> [PROBLEM TO SOLVE] Although the data below holds other lines too, output only those from the line with "pub fn map(&self)" up to and including the line with "body are kept.", exactly as they appear.

BEGIN

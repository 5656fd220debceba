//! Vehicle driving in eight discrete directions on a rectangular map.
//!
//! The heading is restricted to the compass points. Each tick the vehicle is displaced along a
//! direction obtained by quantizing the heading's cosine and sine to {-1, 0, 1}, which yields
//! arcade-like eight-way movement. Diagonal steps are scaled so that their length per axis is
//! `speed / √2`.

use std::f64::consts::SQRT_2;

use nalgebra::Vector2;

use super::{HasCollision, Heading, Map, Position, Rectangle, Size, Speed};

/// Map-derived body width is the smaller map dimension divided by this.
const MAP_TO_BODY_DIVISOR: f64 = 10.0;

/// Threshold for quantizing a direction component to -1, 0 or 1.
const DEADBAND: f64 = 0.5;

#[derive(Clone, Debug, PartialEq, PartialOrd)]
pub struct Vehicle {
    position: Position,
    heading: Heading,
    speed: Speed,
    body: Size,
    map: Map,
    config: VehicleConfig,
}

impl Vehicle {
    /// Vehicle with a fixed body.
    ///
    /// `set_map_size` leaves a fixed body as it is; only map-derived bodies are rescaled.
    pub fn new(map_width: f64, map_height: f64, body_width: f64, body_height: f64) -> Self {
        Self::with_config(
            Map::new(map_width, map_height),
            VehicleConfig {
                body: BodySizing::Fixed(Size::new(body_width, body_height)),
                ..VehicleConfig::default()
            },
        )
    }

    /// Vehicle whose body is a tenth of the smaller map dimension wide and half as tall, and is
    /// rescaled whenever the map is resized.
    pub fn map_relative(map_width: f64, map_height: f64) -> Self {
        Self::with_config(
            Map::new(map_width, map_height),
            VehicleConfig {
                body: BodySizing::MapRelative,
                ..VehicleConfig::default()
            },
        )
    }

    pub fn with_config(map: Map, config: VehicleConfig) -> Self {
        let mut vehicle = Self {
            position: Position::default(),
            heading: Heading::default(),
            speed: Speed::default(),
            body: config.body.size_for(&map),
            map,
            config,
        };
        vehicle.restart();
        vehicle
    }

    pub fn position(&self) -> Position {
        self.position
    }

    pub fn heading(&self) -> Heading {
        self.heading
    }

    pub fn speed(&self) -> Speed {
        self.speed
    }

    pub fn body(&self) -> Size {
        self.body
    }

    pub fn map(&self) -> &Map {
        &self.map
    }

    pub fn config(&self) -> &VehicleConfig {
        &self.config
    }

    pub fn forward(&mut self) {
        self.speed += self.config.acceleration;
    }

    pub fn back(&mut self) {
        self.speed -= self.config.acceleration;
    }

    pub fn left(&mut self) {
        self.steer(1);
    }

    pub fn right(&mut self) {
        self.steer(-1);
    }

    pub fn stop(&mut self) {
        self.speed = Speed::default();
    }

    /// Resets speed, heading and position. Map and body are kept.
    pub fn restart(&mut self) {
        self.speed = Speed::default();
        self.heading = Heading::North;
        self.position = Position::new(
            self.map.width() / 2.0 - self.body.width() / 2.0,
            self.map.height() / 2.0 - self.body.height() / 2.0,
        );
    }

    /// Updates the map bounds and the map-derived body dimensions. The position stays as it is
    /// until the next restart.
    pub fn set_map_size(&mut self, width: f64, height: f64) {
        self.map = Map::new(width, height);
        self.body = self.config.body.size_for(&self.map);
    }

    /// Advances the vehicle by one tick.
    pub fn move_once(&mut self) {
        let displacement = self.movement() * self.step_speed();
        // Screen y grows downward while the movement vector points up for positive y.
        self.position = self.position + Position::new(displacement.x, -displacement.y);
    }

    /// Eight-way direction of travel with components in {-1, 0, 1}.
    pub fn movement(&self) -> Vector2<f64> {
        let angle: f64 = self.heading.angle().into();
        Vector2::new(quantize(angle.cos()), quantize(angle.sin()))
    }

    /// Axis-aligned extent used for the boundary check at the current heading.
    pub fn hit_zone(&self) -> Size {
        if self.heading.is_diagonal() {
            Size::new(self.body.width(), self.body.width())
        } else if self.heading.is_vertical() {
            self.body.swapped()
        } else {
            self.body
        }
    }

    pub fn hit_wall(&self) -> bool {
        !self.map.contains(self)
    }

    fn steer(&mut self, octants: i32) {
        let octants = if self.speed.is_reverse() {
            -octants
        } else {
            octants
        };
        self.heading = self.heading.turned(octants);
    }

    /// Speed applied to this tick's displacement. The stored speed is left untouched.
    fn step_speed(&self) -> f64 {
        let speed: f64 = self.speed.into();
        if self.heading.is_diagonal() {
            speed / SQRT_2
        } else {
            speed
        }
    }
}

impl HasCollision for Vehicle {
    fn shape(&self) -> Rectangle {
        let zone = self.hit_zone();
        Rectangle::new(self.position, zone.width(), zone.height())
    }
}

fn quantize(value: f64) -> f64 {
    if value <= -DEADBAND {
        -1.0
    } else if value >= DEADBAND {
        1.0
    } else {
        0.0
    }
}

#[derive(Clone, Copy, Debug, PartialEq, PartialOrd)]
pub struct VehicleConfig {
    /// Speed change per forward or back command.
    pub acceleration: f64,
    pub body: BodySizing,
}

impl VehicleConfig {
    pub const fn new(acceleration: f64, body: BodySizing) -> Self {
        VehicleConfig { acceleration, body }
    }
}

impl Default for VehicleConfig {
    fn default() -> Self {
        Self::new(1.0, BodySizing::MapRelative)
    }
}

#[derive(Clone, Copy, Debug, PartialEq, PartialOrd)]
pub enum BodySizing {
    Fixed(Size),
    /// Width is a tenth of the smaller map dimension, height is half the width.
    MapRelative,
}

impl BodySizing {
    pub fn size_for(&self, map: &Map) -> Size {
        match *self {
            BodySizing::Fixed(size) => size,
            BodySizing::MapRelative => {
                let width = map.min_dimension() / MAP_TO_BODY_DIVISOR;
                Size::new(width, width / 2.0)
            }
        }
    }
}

END
BEGIN

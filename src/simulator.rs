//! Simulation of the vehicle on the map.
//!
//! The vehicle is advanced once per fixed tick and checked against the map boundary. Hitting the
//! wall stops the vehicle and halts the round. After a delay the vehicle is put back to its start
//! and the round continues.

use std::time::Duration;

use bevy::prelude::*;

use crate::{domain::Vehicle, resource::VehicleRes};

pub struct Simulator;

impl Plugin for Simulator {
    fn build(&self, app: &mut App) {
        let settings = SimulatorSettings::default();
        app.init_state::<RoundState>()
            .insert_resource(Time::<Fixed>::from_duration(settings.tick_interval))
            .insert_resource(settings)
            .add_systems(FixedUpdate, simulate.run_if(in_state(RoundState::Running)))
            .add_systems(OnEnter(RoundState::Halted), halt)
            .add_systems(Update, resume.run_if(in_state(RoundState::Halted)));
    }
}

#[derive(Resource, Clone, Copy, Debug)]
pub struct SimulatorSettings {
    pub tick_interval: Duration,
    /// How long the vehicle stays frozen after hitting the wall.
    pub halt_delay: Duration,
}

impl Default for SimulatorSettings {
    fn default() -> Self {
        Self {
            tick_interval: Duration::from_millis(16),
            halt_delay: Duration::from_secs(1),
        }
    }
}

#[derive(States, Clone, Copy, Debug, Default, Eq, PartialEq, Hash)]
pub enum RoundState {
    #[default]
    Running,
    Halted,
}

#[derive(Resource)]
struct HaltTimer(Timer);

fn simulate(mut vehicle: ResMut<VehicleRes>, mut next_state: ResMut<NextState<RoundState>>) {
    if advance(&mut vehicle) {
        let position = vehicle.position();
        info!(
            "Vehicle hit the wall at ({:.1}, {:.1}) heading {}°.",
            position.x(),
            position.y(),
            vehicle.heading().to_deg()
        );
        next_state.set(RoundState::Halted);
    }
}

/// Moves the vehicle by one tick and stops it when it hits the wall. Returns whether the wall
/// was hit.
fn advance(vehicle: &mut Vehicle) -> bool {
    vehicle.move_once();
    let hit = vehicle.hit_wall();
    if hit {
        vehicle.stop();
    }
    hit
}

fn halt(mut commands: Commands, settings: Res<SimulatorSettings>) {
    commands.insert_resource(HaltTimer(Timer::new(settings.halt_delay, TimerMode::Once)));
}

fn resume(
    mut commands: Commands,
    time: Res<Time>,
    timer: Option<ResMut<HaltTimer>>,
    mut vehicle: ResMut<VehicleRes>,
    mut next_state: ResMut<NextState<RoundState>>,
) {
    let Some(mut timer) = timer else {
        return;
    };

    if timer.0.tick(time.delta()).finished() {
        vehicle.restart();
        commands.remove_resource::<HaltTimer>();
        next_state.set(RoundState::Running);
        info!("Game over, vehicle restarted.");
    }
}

END

> [WRITTEN SOLUTION]
    pub fn map(&self) -> &Map {
        &self.map
    }

    pub fn config(&self) -> &VehicleConfig {
        &self.config
    }

    pub fn forward(&mut self) {
        self.speed += self.config.acceleration;
    }

    pub fn back(&mut self) {
        self.speed -= self.config.acceleration;
    }

    pub fn left(&mut self) {
        self.steer(1);
    }

    pub fn right(&mut self) {
        self.steer(-1);
    }

    pub fn stop(&mut self) {
        self.speed = Speed::default();
    }

    /// Resets speed, heading and position. Map and body are kept.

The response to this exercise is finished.